All five branches can be diverted onto auxiliary surface tracks west of the 40th Street Portal when tunnels are closed due to maintenance, an accident, or some other obstruction.

Tracks for the T1 start at Lancaster Avenue and proceed southbound along 40th Street. At Market Street, the line connects to the Market–Frankford Line at its 40th Street station. The surface tracks continue southbound to Spruce Street, where they split either eastbound or westbound. Westbound tracks run to 42nd Street where they turn south to either Baltimore Avenue (T2), Chester Avenue (T3), or Woodland Avenue (T4 and T5). Eastbound tracks continue east on Spruce Street to 38th Street, north on 38th Street to Filbert Street, then west on Filbert Street to 40th Street.

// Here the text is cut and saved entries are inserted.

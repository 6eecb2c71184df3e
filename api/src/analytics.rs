//! Aggregates shown on the dashboard pages. Every numeric input goes through
//! [`Numeric::value`], so garbage and missing fields count as zero.

use crate::{Event, PlayerPerformance, TeamPerformance};
use std::cmp::Ordering;

/// Mean normalised `avg_performance_score`; `0` for an empty slice.
pub fn average_performance(players: &[PlayerPerformance]) -> f64 {
    mean(players.iter().map(|p| p.avg_performance_score.value()))
}

/// Mean normalised `win_percentage`; `0` for an empty slice.
pub fn average_win_percentage(teams: &[TeamPerformance]) -> f64 {
    mean(teams.iter().map(|t| t.win_percentage.value()))
}

/// `wins / (wins + losses) * 100`, or `0` with no decided matches.
pub fn win_percentage(wins: f64, losses: f64) -> f64 {
    let total = wins + losses;
    if total > 0.0 { wins / total * 100.0 } else { 0.0 }
}

pub fn round2(x: f64) -> f64 {
    (x * 100.0).round() / 100.0
}

fn mean(values: impl Iterator<Item = f64>) -> f64 {
    let (sum, n) = values.fold((0.0, 0usize), |(sum, n), v| (sum + v, n + 1));
    if n == 0 { 0.0 } else { sum / n as f64 }
}

fn descending(a: f64, b: f64) -> Ordering {
    b.partial_cmp(&a).unwrap_or(Ordering::Equal)
}

#[derive(Debug, Clone, Copy, Default, PartialEq, Eq)]
pub enum Metric {
    Points,
    Assists,
    Rebounds,
    Steals,
    Blocks,
    #[default]
    Performance,
    RankScore,
}

impl Metric {
    pub const ALL: [Metric; 7] = [
        Metric::Points,
        Metric::Assists,
        Metric::Rebounds,
        Metric::Steals,
        Metric::Blocks,
        Metric::Performance,
        Metric::RankScore,
    ];

    pub fn label(self) -> &'static str {
        match self {
            Metric::Points => "Points",
            Metric::Assists => "Assists",
            Metric::Rebounds => "Rebounds",
            Metric::Steals => "Steals",
            Metric::Blocks => "Blocks",
            Metric::Performance => "Performance",
            Metric::RankScore => "Rank Score",
        }
    }

    pub fn of(self, p: &PlayerPerformance) -> f64 {
        match self {
            Metric::Points => p.avg_points.value(),
            Metric::Assists => p.avg_assists.value(),
            Metric::Rebounds => p.avg_rebounds.value(),
            Metric::Steals => p.avg_steals.value(),
            Metric::Blocks => p.avg_blocks.value(),
            Metric::Performance => p.avg_performance_score.value(),
            Metric::RankScore => p.player_rank_score.value(),
        }
    }

    pub fn next(self) -> Self {
        let i = Self::ALL.iter().position(|m| *m == self).unwrap_or(0);
        Self::ALL[(i + 1) % Self::ALL.len()]
    }

    pub fn prev(self) -> Self {
        let i = Self::ALL.iter().position(|m| *m == self).unwrap_or(0);
        Self::ALL[(i + Self::ALL.len() - 1) % Self::ALL.len()]
    }
}

/// The `n` best players by `metric`, highest first. Ties keep input order.
pub fn top_performers(
    players: &[PlayerPerformance],
    metric: Metric,
    n: usize,
) -> Vec<&PlayerPerformance> {
    let mut ranked: Vec<_> = players.iter().collect();
    ranked.sort_by(|a, b| descending(metric.of(a), metric.of(b)));
    ranked.truncate(n);
    ranked
}

/// The `n` best teams by reported win percentage, highest first.
pub fn top_teams(teams: &[TeamPerformance], n: usize) -> Vec<&TeamPerformance> {
    let mut ranked: Vec<_> = teams.iter().collect();
    ranked.sort_by(|a, b| descending(a.win_percentage.value(), b.win_percentage.value()));
    ranked.truncate(n);
    ranked
}

/// Full standings ranked by the record itself (wins over wins plus losses),
/// the figure the standings table shows.
pub fn standings(teams: &[TeamPerformance]) -> Vec<&TeamPerformance> {
    let mut ranked: Vec<_> = teams.iter().collect();
    ranked.sort_by(|a, b| descending(a.computed_win_percentage(), b.computed_win_percentage()));
    ranked
}

#[derive(Debug, Clone, Copy, Default, PartialEq, Eq)]
pub struct EventCounts {
    pub total: usize,
    pub active: usize,
    pub completed: usize,
    pub upcoming: usize,
}

impl EventCounts {
    /// Active and completed split on the stored `is_active` flag only.
    pub fn from_events(events: &[Event], upcoming: &[Event]) -> Self {
        let active = events.iter().filter(|e| e.is_active).count();
        Self {
            total: events.len(),
            active,
            completed: events.len() - active,
            upcoming: upcoming.len(),
        }
    }
}
use tui::buffer::Buffer;
use tui::layout::{Constraint, Layout, Rect};
use tui::style::{Color, Modifier, Style};
use tui::widgets::{Block, BorderType, Borders, Widget};

/// A headline number with a title and a one-line caption.
pub struct StatCard<'a> {
    pub title: &'a str,
    pub value: String,
    pub caption: &'a str,
    pub color: Color,
}

impl<'a> StatCard<'a> {
    pub fn new(title: &'a str, value: impl ToString, caption: &'a str) -> Self {
        Self {
            title,
            value: value.to_string(),
            caption,
            color: Color::White,
        }
    }

    pub fn color(mut self, color: Color) -> Self {
        self.color = color;
        self
    }
}

impl Widget for StatCard<'_> {
    fn render(self, area: Rect, buf: &mut Buffer) {
        let block = Block::default()
            .borders(Borders::ALL)
            .border_type(BorderType::Rounded)
            .border_style(Style::default().fg(Color::DarkGray))
            .title(format!(" {} ", self.title));
        let inner = block.inner(area);
        block.render(area, buf);
        if inner.width == 0 || inner.height == 0 {
            return;
        }

        let value_style = Style::default().fg(self.color).add_modifier(Modifier::BOLD);
        render_clipped(&self.value, inner.x, inner.y, inner.width, value_style, buf);
        if inner.height > 1 {
            let caption_style = Style::default().fg(Color::DarkGray);
            render_clipped(self.caption, inner.x, inner.y + 1, inner.width, caption_style, buf);
        }
    }
}

/// Render `cards` side by side across `area`.
pub fn render_cards(cards: Vec<StatCard>, area: Rect, buf: &mut Buffer) {
    if cards.is_empty() {
        return;
    }
    let n = cards.len() as u32;
    let slots = Layout::horizontal(vec![Constraint::Ratio(1, n); cards.len()]).split(area);
    for (card, slot) in cards.into_iter().zip(slots.iter()) {
        card.render(*slot, buf);
    }
}

fn render_clipped(text: &str, x: u16, y: u16, max_width: u16, style: Style, buf: &mut Buffer) {
    let clipped: String = text.chars().take(max_width as usize).collect();
    if !clipped.is_empty() {
        buf.set_string(x, y, clipped, style);
    }
}
//! One loader per dashboard page. Each issues its fetches concurrently and
//! fails as a whole if any of them fails; no partial snapshot is returned.

use crate::analytics::{self, EventCounts};
use crate::client::ApiClient;
use crate::error::ApiResult;
use crate::{Event, Match, Player, PlayerPerformance, Team, TeamPerformance};

const PAGE_LIMIT: u32 = 100;
const ANALYTICS_LIMIT: u32 = 50;

#[derive(Debug, Clone, Default, PartialEq)]
pub struct OverviewSnapshot {
    pub total_events: usize,
    pub total_players: usize,
    pub total_teams: usize,
    /// Mean performance score, rounded to two decimals.
    pub average_performance: f64,
    pub events: Vec<Event>,
}

#[derive(Debug, Clone, Default, PartialEq)]
pub struct PlayersPage {
    pub players: Vec<Player>,
    pub performance: Vec<PlayerPerformance>,
}

impl PlayersPage {
    pub fn average_performance(&self) -> f64 {
        analytics::average_performance(&self.performance)
    }
}

#[derive(Debug, Clone, Default, PartialEq)]
pub struct TeamsPage {
    pub teams: Vec<Team>,
    pub performance: Vec<TeamPerformance>,
}

impl TeamsPage {
    pub fn average_win_percentage(&self) -> f64 {
        analytics::average_win_percentage(&self.performance)
    }
}

#[derive(Debug, Clone, Default, PartialEq)]
pub struct EventsPage {
    pub events: Vec<Event>,
    pub upcoming: Vec<Event>,
}

impl EventsPage {
    pub fn counts(&self) -> EventCounts {
        EventCounts::from_events(&self.events, &self.upcoming)
    }
}

#[derive(Debug, Clone, Default, PartialEq)]
pub struct MatchesPage {
    pub matches: Vec<Match>,
    pub upcoming: Vec<Match>,
}

#[derive(Debug, Clone, Default, PartialEq)]
pub struct AnalyticsSnapshot {
    pub players: Vec<PlayerPerformance>,
    pub teams: Vec<TeamPerformance>,
    pub events: Vec<Event>,
}

impl AnalyticsSnapshot {
    pub fn average_performance(&self) -> f64 {
        analytics::average_performance(&self.players)
    }

    pub fn average_win_percentage(&self) -> f64 {
        analytics::average_win_percentage(&self.teams)
    }

    pub fn active_events(&self) -> usize {
        self.events.iter().filter(|e| e.is_active).count()
    }
}

impl ApiClient {
    pub async fn load_overview(&self) -> ApiResult<OverviewSnapshot> {
        let (events, players, teams, performance) = tokio::try_join!(
            self.fetch_events(PAGE_LIMIT),
            self.fetch_players(PAGE_LIMIT),
            self.fetch_teams(),
            self.fetch_player_performance(PAGE_LIMIT),
        )?;

        Ok(OverviewSnapshot {
            total_events: events.len(),
            total_players: players.len(),
            total_teams: teams.len(),
            average_performance: analytics::round2(analytics::average_performance(&performance)),
            events,
        })
    }

    pub async fn load_players_page(&self) -> ApiResult<PlayersPage> {
        let (players, performance) = tokio::try_join!(
            self.fetch_players(PAGE_LIMIT),
            self.fetch_player_performance(PAGE_LIMIT),
        )?;
        Ok(PlayersPage {
            players,
            performance,
        })
    }

    pub async fn load_teams_page(&self) -> ApiResult<TeamsPage> {
        let (teams, performance) =
            tokio::try_join!(self.fetch_teams(), self.fetch_team_performance())?;
        Ok(TeamsPage { teams, performance })
    }

    pub async fn load_events_page(&self) -> ApiResult<EventsPage> {
        let (events, upcoming) = tokio::try_join!(
            self.fetch_events(PAGE_LIMIT),
            self.fetch_upcoming_events(),
        )?;
        Ok(EventsPage { events, upcoming })
    }

    pub async fn load_matches_page(&self) -> ApiResult<MatchesPage> {
        let (matches, upcoming) =
            tokio::try_join!(self.fetch_matches(), self.fetch_upcoming_matches())?;
        Ok(MatchesPage { matches, upcoming })
    }

    pub async fn load_analytics(&self) -> ApiResult<AnalyticsSnapshot> {
        let (players, teams, events) = tokio::try_join!(
            self.fetch_player_performance(ANALYTICS_LIMIT),
            self.fetch_team_performance(),
            self.fetch_events(ANALYTICS_LIMIT),
        )?;
        Ok(AnalyticsSnapshot {
            players,
            teams,
            events,
        })
    }
}

#[cfg(test)]
mod tests {
    use super::*;
    use mockito::{Matcher, Server, ServerGuard};

    async fn mock(server: &mut ServerGuard, path: &str, status: usize, body: &str) {
        server
            .mock("GET", Matcher::Regex(format!(r"^{path}(\?.*)?$")))
            .with_status(status)
            .with_body(body)
            .create_async()
            .await;
    }

    #[tokio::test]
    async fn overview_totals_and_rounded_average() {
        let mut server = Server::new_async().await;
        mock(
            &mut server,
            "/api/events",
            200,
            r#"{"status":"success","message":"ok","data":[{"id":"e1","name":"Cup","start_date":"2025-01-01"}]}"#,
        )
        .await;
        mock(
            &mut server,
            "/api/players",
            200,
            r#"{"status":"success","message":"ok","data":[{"id":"p1","gamertag":"A"},{"id":"p2","gamertag":"B"}]}"#,
        )
        .await;
        mock(&mut server, "/api/teams", 200, r#"{"status":"success","message":"ok"}"#).await;
        mock(
            &mut server,
            "/api/views/player-performance",
            200,
            r#"{"status":"success","message":"ok","data":{"data":[
                {"id":"p1","gamertag":"A","avg_performance_score":"70.111"},
                {"id":"p2","gamertag":"B","avg_performance_score":80}]}}"#,
        )
        .await;

        let client = ApiClient::with_base_url(server.url());
        let overview = client.load_overview().await.unwrap();
        assert_eq!(overview.total_events, 1);
        assert_eq!(overview.total_players, 2);
        assert_eq!(overview.total_teams, 0);
        assert_eq!(overview.average_performance, 75.06);
    }

    #[tokio::test]
    async fn one_failed_fetch_fails_the_whole_batch() {
        let mut server = Server::new_async().await;
        mock(
            &mut server,
            "/api/players",
            200,
            r#"{"status":"success","message":"ok","data":[{"id":"p1","gamertag":"A"}]}"#,
        )
        .await;
        mock(
            &mut server,
            "/api/events",
            200,
            r#"{"status":"success","message":"ok","data":[]}"#,
        )
        .await;
        mock(
            &mut server,
            "/api/teams",
            500,
            r#"{"status":"error","message":"teams unavailable"}"#,
        )
        .await;
        mock(
            &mut server,
            "/api/views/player-performance",
            200,
            r#"{"status":"success","message":"ok","data":{"data":[]}}"#,
        )
        .await;

        let client = ApiClient::with_base_url(server.url());
        let err = client.load_overview().await.unwrap_err();
        assert_eq!(err.to_string(), "teams unavailable");
    }

    #[tokio::test]
    async fn events_page_counts_active_and_upcoming() {
        let mut server = Server::new_async().await;
        mock(
            &mut server,
            "/api/events",
            200,
            r#"{"status":"success","message":"ok","data":[
                {"id":"e1","name":"A","start_date":"2025-01-01","is_active":true},
                {"id":"e2","name":"B","start_date":"2024-01-01","is_active":false}]}"#,
        )
        .await;
        mock(
            &mut server,
            "/api/views/upcoming-events",
            200,
            r#"{"status":"success","message":"ok","data":[
                {"id":"e3","name":"C","start_date":"2026-01-01"}]}"#,
        )
        .await;

        let client = ApiClient::with_base_url(server.url());
        let counts = client.load_events_page().await.unwrap().counts();
        assert_eq!(counts.total, 2);
        assert_eq!(counts.active, 1);
        assert_eq!(counts.completed, 1);
        assert_eq!(counts.upcoming, 1);
    }

    #[tokio::test]
    async fn teams_page_average_uses_reported_percentages() {
        let mut server = Server::new_async().await;
        mock(
            &mut server,
            "/api/teams",
            200,
            r#"{"status":"success","message":"ok","data":[{"id":"t1","name":"Cats"}]}"#,
        )
        .await;
        mock(
            &mut server,
            "/api/views/team-performance",
            200,
            r#"{"status":"success","message":"ok","data":[
                {"team_id":"t1","team_name":"Cats","win_percentage":"70"},
                {"team_id":"t2","team_name":"Dogs","win_percentage":30}]}"#,
        )
        .await;

        let client = ApiClient::with_base_url(server.url());
        let page = client.load_teams_page().await.unwrap();
        assert_eq!(page.teams.len(), 1);
        assert_eq!(page.average_win_percentage(), 50.0);
    }
}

Tracks for the four routes besides the T1 run northbound along 42nd Street, then turning east onto Spruce Street and then north onto 38th Street (US 13). From here, they travel to Filbert Street, then turn west and cross to 40th Street where a switch allows for westbound T2-T5 LRVs to go back westbound, straight for connection to the T1 via Filbert & 41st Streets. At 40th Street, the T2-T5 turn left and follow the tracks south on 40th Street to Spruce Street, where they then follow Spruce Street west to 42nd Street and then south on 42nd Street to branch off on their respective avenues as mentioned in the previous section.

Meanwhile, the Filbert Street tracks also continue west to Filbert Street's terminus at 41st Street, and then turn right to head north on 41st Street until reaching Lancaster Avenue where they split to go left (westbound) on the T1, or north to Ogden Street and then east to 40th Street. At 40th & Ogden Streets, the track splits again to go left (north) on 40th Street to Girard Avenue to connect with the G1, or right (south) on 40th Street to Lancaster Avenue to connect to the T1 or further south on 40th Street to connect to the rest of the T lines at Filbert Street.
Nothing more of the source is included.